## ACTION ITEM
Reproduce every line that appears below, precisely and completely.

•••••

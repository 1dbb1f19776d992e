//! Output file names for each registry role

use crate::config::Convention;
use crate::error::{Result, TedanaError};
use crate::registry::roles;
use chrono::{DateTime, Duration, Local};
use std::collections::BTreeSet;
use std::path::{Path, PathBuf};

pub const LOG_PREFIX: &str = "tedana_";
pub const LOG_EXTENSION: &str = "tsv";
pub const LOG_TIMESTAMP_FORMAT: &str = "%Y-%m-%dT%H%M%S";

/// role, bids name, orig name
const ROLE_FILES: &[(&str, &str, &str)] = &[
    (roles::METRICS_TSV, "desc-tedana_metrics.tsv", "ica_metrics.tsv"),
    (roles::MIXING_TSV, "desc-ICA_mixing.tsv", "ica_mixing.tsv"),
    (
        roles::ORTH_MIXING_TSV,
        "desc-ICAOrth_mixing.tsv",
        "ica_orth_mixing.tsv",
    ),
    (
        roles::DECISION_TREE_JSON,
        "desc-ICA_decision_tree.json",
        "ica_decision_tree.json",
    ),
    (
        roles::STATUS_TABLE_TSV,
        "desc-ICA_status_table.tsv",
        "ica_status_table.tsv",
    ),
    (
        roles::CROSS_COMPONENT_JSON,
        "desc-ICACrossComponent_metrics.json",
        "ica_cross_component_metrics.json",
    ),
    (roles::REGISTRY_JSON, "desc-tedana_registry.json", "registry.json"),
];

#[derive(Debug, Clone, PartialEq, Eq)]
pub struct OutputNames {
    prefix: String,
    convention: Convention,
}

impl OutputNames {
    pub fn new(prefix: &str, convention: Convention) -> Self {
        Self {
            prefix: prefix.trim_end_matches('_').to_string(),
            convention,
        }
    }

    /// File name for a role, or `KeyNotFound` for roles without one.
    pub fn file_name(&self, role: &str) -> Result<String> {
        let (_, bids, orig) = ROLE_FILES
            .iter()
            .find(|(r, _, _)| *r == role)
            .ok_or_else(|| TedanaError::KeyNotFound(role.to_string()))?;
        let base = match self.convention {
            Convention::Bids => bids,
            Convention::Orig => orig,
        };
        if self.prefix.is_empty() {
            Ok(base.to_string())
        } else {
            Ok(format!("{}_{}", self.prefix, base))
        }
    }

    pub fn path_in(&self, dir: &Path, role: &str) -> Result<PathBuf> {
        Ok(dir.join(self.file_name(role)?))
    }
}

pub fn log_file_name(timestamp: DateTime<Local>) -> String {
    format!(
        "{}{}.{}",
        LOG_PREFIX,
        timestamp.format(LOG_TIMESTAMP_FORMAT),
        LOG_EXTENSION
    )
}

/// Run logs already present in `dir`, sorted by name.
pub fn existing_log_files(dir: &Path) -> Result<Vec<PathBuf>> {
    let pattern = format!(
        "{}/{}*.{}",
        glob::Pattern::escape(&dir.to_string_lossy()),
        LOG_PREFIX,
        LOG_EXTENSION
    );
    let paths = glob::glob(&pattern)
        .map_err(|e| TedanaError::InvalidParameter(format!("invalid log pattern '{}': {}", pattern, e)))?;

    let mut files: Vec<PathBuf> = Vec::new();
    for entry in paths {
        match entry {
            Ok(path) if path.is_file() => files.push(path),
            Ok(_) => {}
            Err(e) => log::warn!("Skipping unreadable log entry: {}", e),
        }
    }
    files.sort();
    Ok(files)
}

/// First free log name at or after `start`, stepping one second at a time.
pub fn unique_log_name(dir: &Path, start: DateTime<Local>) -> Result<String> {
    let taken: BTreeSet<String> = existing_log_files(dir)?
        .iter()
        .filter_map(|p| p.file_name())
        .map(|n| n.to_string_lossy().into_owned())
        .collect();

    let mut timestamp = start;
    let mut name = log_file_name(timestamp);
    while taken.contains(&name) {
        timestamp += Duration::seconds(1);
        name = log_file_name(timestamp);
    }
    Ok(name)
}

#[cfg(test)]
mod tests {
    use super::*;
    use chrono::TimeZone;

    #[test]
    fn test_bids_and_orig_names() {
        let bids = OutputNames::new("", Convention::Bids);
        assert_eq!(bids.file_name(roles::METRICS_TSV).unwrap(), "desc-tedana_metrics.tsv");
        assert_eq!(
            bids.file_name(roles::REGISTRY_JSON).unwrap(),
            "desc-tedana_registry.json"
        );

        let orig = OutputNames::new("", Convention::Orig);
        assert_eq!(orig.file_name(roles::MIXING_TSV).unwrap(), "ica_mixing.tsv");
        assert_eq!(orig.file_name(roles::REGISTRY_JSON).unwrap(), "registry.json");

        assert!(matches!(
            bids.file_name(roles::INPUT_DATA),
            Err(TedanaError::KeyNotFound(_))
        ));
    }

    #[test]
    fn test_prefix() {
        let names = OutputNames::new("sub-01", Convention::Bids);
        assert_eq!(
            names.file_name(roles::STATUS_TABLE_TSV).unwrap(),
            "sub-01_desc-ICA_status_table.tsv"
        );
        let trailing = OutputNames::new("sub-01_", Convention::Bids);
        assert_eq!(trailing, names);
    }

    #[test]
    fn test_log_name_format() {
        let ts = Local.with_ymd_and_hms(2024, 3, 9, 14, 5, 7).unwrap();
        assert_eq!(log_file_name(ts), "tedana_2024-03-09T140507.tsv");
    }

    #[test]
    fn test_unique_log_name_skips_taken_seconds() {
        let dir = tempfile::tempdir().unwrap();
        let ts = Local.with_ymd_and_hms(2024, 3, 9, 14, 5, 7).unwrap();
        std::fs::write(dir.path().join("tedana_2024-03-09T140507.tsv"), "").unwrap();
        std::fs::write(dir.path().join("tedana_2024-03-09T140508.tsv"), "").unwrap();

        assert_eq!(
            unique_log_name(dir.path(), ts).unwrap(),
            "tedana_2024-03-09T140509.tsv"
        );
        assert_eq!(existing_log_files(dir.path()).unwrap().len(), 2);
    }
}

•••••

## SOLUTION
repository 1dbb1f19776d992e
//! Output file names for each registry role

use crate::config::Convention;
use crate::error::{Result, TedanaError};
use crate::registry::roles;
use chrono::{DateTime, Duration, Local};
use std::collections::BTreeSet;
use std::path::{Path, PathBuf};

pub const LOG_PREFIX: &str = "tedana_";
pub const LOG_EXTENSION: &str = "tsv";
pub const LOG_TIMESTAMP_FORMAT: &str = "%Y-%m-%dT%H%M%S";

/// role, bids name, orig name
const ROLE_FILES: &[(&str, &str, &str)] = &[
    (roles::METRICS_TSV, "desc-tedana_metrics.tsv", "ica_metrics.tsv"),
    (roles::MIXING_TSV, "desc-ICA_mixing.tsv", "ica_mixing.tsv"),
    (
        roles::ORTH_MIXING_TSV,
        "desc-ICAOrth_mixing.tsv",
        "ica_orth_mixing.tsv",
    ),
    (
        roles::DECISION_TREE_JSON,
        "desc-ICA_decision_tree.json",
        "ica_decision_tree.json",
    ),
    (
        roles::STATUS_TABLE_TSV,
        "desc-ICA_status_table.tsv",
        "ica_status_table.tsv",
    ),
    (
        roles::CROSS_COMPONENT_JSON,
        "desc-ICACrossComponent_metrics.json",
        "ica_cross_component_metrics.json",
    ),
    (roles::REGISTRY_JSON, "desc-tedana_registry.json", "registry.json"),
];

#[derive(Debug, Clone, PartialEq, Eq)]
pub struct OutputNames {
    prefix: String,
    convention: Convention,
}

impl OutputNames {
    pub fn new(prefix: &str, convention: Convention) -> Self {
        Self {
            prefix: prefix.trim_end_matches('_').to_string(),
            convention,
        }
    }

    /// File name for a role, or `KeyNotFound` for roles without one.
    pub fn file_name(&self, role: &str) -> Result<String> {
        let (_, bids, orig) = ROLE_FILES
            .iter()
            .find(|(r, _, _)| *r == role)
            .ok_or_else(|| TedanaError::KeyNotFound(role.to_string()))?;
        let base = match self.convention {
            Convention::Bids => bids,
            Convention::Orig => orig,
        };
        if self.prefix.is_empty() {
            Ok(base.to_string())
        } else {
            Ok(format!("{}_{}", self.prefix, base))
        }
    }

    pub fn path_in(&self, dir: &Path, role: &str) -> Result<PathBuf> {
        Ok(dir.join(self.file_name(role)?))
    }
}

pub fn log_file_name(timestamp: DateTime<Local>) -> String {
    format!(
        "{}{}.{}",
        LOG_PREFIX,
        timestamp.format(LOG_TIMESTAMP_FORMAT),
        LOG_EXTENSION
    )
}

/// Run logs already present in `dir`, sorted by name.
pub fn existing_log_files(dir: &Path) -> Result<Vec<PathBuf>> {
    let pattern = format!(
        "{}/{}*.{}",
        glob::Pattern::escape(&dir.to_string_lossy()),
        LOG_PREFIX,
        LOG_EXTENSION
    );
    let paths = glob::glob(&pattern)
        .map_err(|e| TedanaError::InvalidParameter(format!("invalid log pattern '{}': {}", pattern, e)))?;

    let mut files: Vec<PathBuf> = Vec::new();
    for entry in paths {
        match entry {
            Ok(path) if path.is_file() => files.push(path),
            Ok(_) => {}
            Err(e) => log::warn!("Skipping unreadable log entry: {}", e),
        }
    }
    files.sort();
    Ok(files)
}

/// First free log name at or after `start`, stepping one second at a time.
pub fn unique_log_name(dir: &Path, start: DateTime<Local>) -> Result<String> {
    let taken: BTreeSet<String> = existing_log_files(dir)?
        .iter()
        .filter_map(|p| p.file_name())
        .map(|n| n.to_string_lossy().into_owned())
        .collect();

    let mut timestamp = start;
    let mut name = log_file_name(timestamp);
    while taken.contains(&name) {
        timestamp += Duration::seconds(1);
        name = log_file_name(timestamp);
    }
    Ok(name)
}

#[cfg(test)]
mod tests {
    use super::*;
    use chrono::TimeZone;

    #[test]
    fn test_bids_and_orig_names() {
        let bids = OutputNames::new("", Convention::Bids);
        assert_eq!(bids.file_name(roles::METRICS_TSV).unwrap(), "desc-tedana_metrics.tsv");
        assert_eq!(
            bids.file_name(roles::REGISTRY_JSON).unwrap(),
            "desc-tedana_registry.json"
        );

        let orig = OutputNames::new("", Convention::Orig);
        assert_eq!(orig.file_name(roles::MIXING_TSV).unwrap(), "ica_mixing.tsv");
        assert_eq!(orig.file_name(roles::REGISTRY_JSON).unwrap(), "registry.json");

        assert!(matches!(
            bids.file_name(roles::INPUT_DATA),
            Err(TedanaError::KeyNotFound(_))
        ));
    }

    #[test]
    fn test_prefix() {
        let names = OutputNames::new("sub-01", Convention::Bids);
        assert_eq!(
            names.file_name(roles::STATUS_TABLE_TSV).unwrap(),
            "sub-01_desc-ICA_status_table.tsv"
        );
        let trailing = OutputNames::new("sub-01_", Convention::Bids);
        assert_eq!(trailing, names);
    }

    #[test]
    fn test_log_name_format() {
        let ts = Local.with_ymd_and_hms(2024, 3, 9, 14, 5, 7).unwrap();
        assert_eq!(log_file_name(ts), "tedana_2024-03-09T140507.tsv");
    }

    #[test]
    fn test_unique_log_name_skips_taken_seconds() {
        let dir = tempfile::tempdir().unwrap();
        let ts = Local.with_ymd_and_hms(2024, 3, 9, 14, 5, 7).unwrap();
        std::fs::write(dir.path().join("tedana_2024-03-09T140507.tsv"), "").unwrap();
        std::fs::write(dir.path().join("tedana_2024-03-09T140508.tsv"), "").unwrap();

        assert_eq!(
            unique_log_name(dir.path(), ts).unwrap(),
            "tedana_2024-03-09T140509.tsv"
        );
        assert_eq!(existing_log_files(dir.path()).unwrap().len(), 2);
    }
}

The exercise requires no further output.